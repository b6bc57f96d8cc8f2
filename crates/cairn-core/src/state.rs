//! Workspace state: the canonical snapshot and its bookkeeping

use std::collections::{BTreeMap, BTreeSet};
use std::sync::Arc;

use arc_swap::ArcSwap;
use chrono::{DateTime, Duration, Utc};
use serde::{Deserialize, Serialize};
use sha2::{Digest, Sha256};
use tracing::{debug, warn};

use crate::error::StateError;
use crate::id::ElemID;
use crate::model::{Element, Fragment};
use crate::path_index::PathIndex;

/// Schema version of [`StateData`] this engine reads and writes.
pub const STATE_VERSION: &str = "1";

/// The persisted record: canonical elements, per-source update dates, path
/// index, schema version and content hash.
#[derive(Debug, Clone, PartialEq, Eq, Serialize, Deserialize)]
pub struct StateData {
    pub version: Option<String>,
    #[serde(default)]
    pub elements: BTreeMap<ElemID, Element>,
    #[serde(default)]
    pub sources_update_dates: BTreeMap<String, DateTime<Utc>>,
    #[serde(default)]
    pub path_index: PathIndex,
    #[serde(default)]
    pub hash: Option<String>,
}

impl StateData {
    pub fn new() -> Self {
        StateData {
            version: Some(STATE_VERSION.to_string()),
            elements: BTreeMap::new(),
            sources_update_dates: BTreeMap::new(),
            path_index: PathIndex::new(),
            hash: None,
        }
    }

    /// SHA-256 (hex) over the element map and the path index.
    pub fn compute_hash(&self) -> Result<String, StateError> {
        let mut hasher = Sha256::new();
        hasher.update(serde_json::to_vec(&self.elements)?);
        hasher.update(b"\n");
        hasher.update(serde_json::to_vec(&self.path_index)?);
        Ok(format!("{:x}", hasher.finalize()))
    }

    /// Sources that currently own at least one element.
    pub fn existing_sources(&self) -> BTreeSet<String> {
        self.elements
            .keys()
            .filter(|id| !id.is_builtin())
            .map(|id| id.adapter().to_string())
            .collect()
    }

    fn apply_override(&mut self, incoming: &[Element], sources: Option<&[String]>, now: DateTime<Utc>) {
        match sources {
            Some(sources) => {
                self.elements
                    .retain(|id, _| !sources.iter().any(|s| s == id.adapter()));
                for source in sources {
                    self.sources_update_dates.insert(source.clone(), now);
                }
            }
            None => {
                self.elements.clear();
                self.sources_update_dates.clear();
            }
        }
        for element in incoming {
            self.elements.insert(element.elem_id().clone(), element.clone());
        }
        if sources.is_none() {
            for source in self.existing_sources() {
                self.sources_update_dates.insert(source, now);
            }
        }
    }

    pub(crate) fn check_version(&self) -> Result<(), StateError> {
        match self.version.as_deref() {
            Some(STATE_VERSION) => Ok(()),
            other => Err(StateError::VersionMismatch {
                found: other.map(str::to_string),
                expected: STATE_VERSION.to_string(),
            }),
        }
    }
}

impl Default for StateData {
    fn default() -> Self {
        Self::new()
    }
}

/// Live workspace state. Readers get immutable snapshots; every mutation
/// builds a new snapshot and swaps it in, so a reader sees either the state
/// before a mutation or after it.
pub struct WorkspaceState {
    snapshot: ArcSwap<StateData>,
}

impl WorkspaceState {
    pub fn new() -> Self {
        WorkspaceState {
            snapshot: ArcSwap::from_pointee(StateData::new()),
        }
    }

    /// Adopt a loaded record. A record written under another schema version
    /// is refused.
    pub fn from_data(data: StateData) -> Result<Self, StateError> {
        data.check_version()?;
        Ok(WorkspaceState {
            snapshot: ArcSwap::from_pointee(data),
        })
    }

    pub fn snapshot(&self) -> Arc<StateData> {
        self.snapshot.load_full()
    }

    pub fn get(&self, id: &ElemID) -> Option<Element> {
        self.snapshot.load().elements.get(id).cloned()
    }

    /// All canonical elements, sorted by id.
    pub fn get_all(&self) -> Vec<Element> {
        self.snapshot.load().elements.values().cloned().collect()
    }

    pub fn list(&self) -> Vec<ElemID> {
        self.snapshot.load().elements.keys().cloned().collect()
    }

    pub fn len(&self) -> usize {
        self.snapshot.load().elements.len()
    }

    pub fn is_empty(&self) -> bool {
        self.snapshot.load().elements.is_empty()
    }

    pub fn set(&self, element: Element) {
        self.snapshot.rcu(|current| {
            let mut next = StateData::clone(current);
            next.elements.insert(element.elem_id().clone(), element.clone());
            next
        });
    }

    pub fn remove(&self, id: &ElemID) {
        self.snapshot.rcu(|current| {
            let mut next = StateData::clone(current);
            next.elements.remove(id);
            next.path_index.remove(id);
            next
        });
    }

    /// Replace the canonical elements of `sources` (all elements when `None`)
    /// with `elements`, stamping the replaced sources with the current time.
    pub fn override_elements(&self, elements: Vec<Element>, sources: Option<&[String]>) {
        self.override_at(elements, sources, Utc::now());
    }

    /// [`WorkspaceState::override_elements`] with an explicit timestamp.
    ///
    /// With `Some(sources)`, elements and dates of every other source are left
    /// exactly as they were, and incoming elements owned by another source are
    /// skipped. With `None`, the snapshot is replaced wholesale and dates of
    /// sources that no longer own anything are dropped.
    pub fn override_at(&self, elements: Vec<Element>, sources: Option<&[String]>, now: DateTime<Utc>) {
        let incoming = owned_elements(elements, sources);
        self.snapshot.rcu(|current| {
            let mut next = StateData::clone(current);
            next.apply_override(&incoming, sources, now);
            next
        });
        debug!(count = incoming.len(), partial = sources.is_some(), "State overridden");
    }

    /// Commit a partial refresh of `sources`: their elements, dates and path
    /// index entries are replaced in one swap, so no reader sees new elements
    /// next to the old index. Elements and fragments of other sources are
    /// ignored.
    pub fn refresh_sources(&self, elements: Vec<Element>, unmerged: &[Fragment], sources: &[String]) {
        self.refresh_sources_at(elements, unmerged, sources, Utc::now());
    }

    /// [`WorkspaceState::refresh_sources`] with an explicit timestamp.
    pub fn refresh_sources_at(
        &self,
        elements: Vec<Element>,
        unmerged: &[Fragment],
        sources: &[String],
        now: DateTime<Utc>,
    ) {
        let incoming = owned_elements(elements, Some(sources));
        let fragments = owned_fragments(unmerged, |source| sources.iter().any(|s| s == source));
        self.snapshot.rcu(|current| {
            let mut next = StateData::clone(current);
            next.apply_override(&incoming, Some(sources), now);
            next.path_index.update(&fragments, sources);
            next
        });
        debug!(count = incoming.len(), sources = sources.len(), "Sources refreshed");
    }

    /// Last successful update per source.
    pub fn sources_update_dates(&self) -> BTreeMap<String, DateTime<Utc>> {
        self.snapshot.load().sources_update_dates.clone()
    }

    pub fn existing_sources(&self) -> BTreeSet<String> {
        self.snapshot.load().existing_sources()
    }

    /// Sources last updated more than `max_age` before `now`, plus sources
    /// that own elements but were never stamped.
    pub fn stale_sources(&self, max_age: Duration, now: DateTime<Utc>) -> Vec<String> {
        let snapshot = self.snapshot.load();
        let mut known: BTreeSet<String> = snapshot.existing_sources();
        known.extend(snapshot.sources_update_dates.keys().cloned());
        known
            .into_iter()
            .filter(|source| match snapshot.sources_update_dates.get(source) {
                Some(updated) => now - *updated > max_age,
                None => true,
            })
            .collect()
    }

    /// Incremental path index refresh. Entries of `preserve` sources are kept
    /// as they are; fragments owned by them are ignored.
    pub fn update_path_index(&self, unmerged: &[Fragment], preserve: &[String]) {
        let fragments = owned_fragments(unmerged, |source| !preserve.iter().any(|s| s == source));
        self.snapshot.rcu(|current| {
            let mut next = StateData::clone(current);
            let mut refreshed: BTreeSet<String> = next.path_index.sources();
            refreshed.extend(fragments.iter().map(|f| f.source().to_string()));
            let refreshed: Vec<String> = refreshed
                .into_iter()
                .filter(|s| !preserve.contains(s))
                .collect();
            next.path_index.update(&fragments, &refreshed);
            next
        });
    }

    /// Rebuild the path index from `unmerged` alone.
    pub fn override_path_index(&self, unmerged: &[Fragment]) {
        self.snapshot.rcu(|current| {
            let mut next = StateData::clone(current);
            next.path_index.overwrite(unmerged);
            next
        });
    }

    pub fn path_index(&self) -> PathIndex {
        self.snapshot.load().path_index.clone()
    }

    /// Content hash of the current snapshot.
    pub fn hash(&self) -> Result<String, StateError> {
        self.snapshot.load().compute_hash()
    }

    pub fn state_version(&self) -> Option<String> {
        self.snapshot.load().version.clone()
    }
}

/// Incoming elements owned by `sources`; everything when `None`.
fn owned_elements(elements: Vec<Element>, sources: Option<&[String]>) -> Vec<Element> {
    let Some(sources) = sources else {
        return elements;
    };
    elements
        .into_iter()
        .filter(|element| {
            let owned = sources.iter().any(|s| s == element.source());
            if !owned {
                warn!(
                    elem_id = %element.elem_id(),
                    "Skipping element outside the overridden sources"
                );
            }
            owned
        })
        .collect()
}

fn owned_fragments(unmerged: &[Fragment], keep: impl Fn(&str) -> bool) -> Vec<Fragment> {
    unmerged
        .iter()
        .filter(|fragment| {
            let owned = keep(fragment.source());
            if !owned {
                warn!(
                    elem_id = %fragment.element.elem_id(),
                    origin = %fragment.origin,
                    "Skipping path of a fragment outside the refreshed sources"
                );
            }
            owned
        })
        .cloned()
        .collect()
}

impl Default for WorkspaceState {
    fn default() -> Self {
        Self::new()
    }
}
----------------
- **THE TASK**: The required output is every line above that contains the string "impl".

- **RESULT OF THE TASK**:
impl StateData {
impl Default for StateData {
impl WorkspaceState {
fn owned_fragments(unmerged: &[Fragment], keep: impl Fn(&str) -> bool) -> Vec<Fragment> {
impl Default for WorkspaceState {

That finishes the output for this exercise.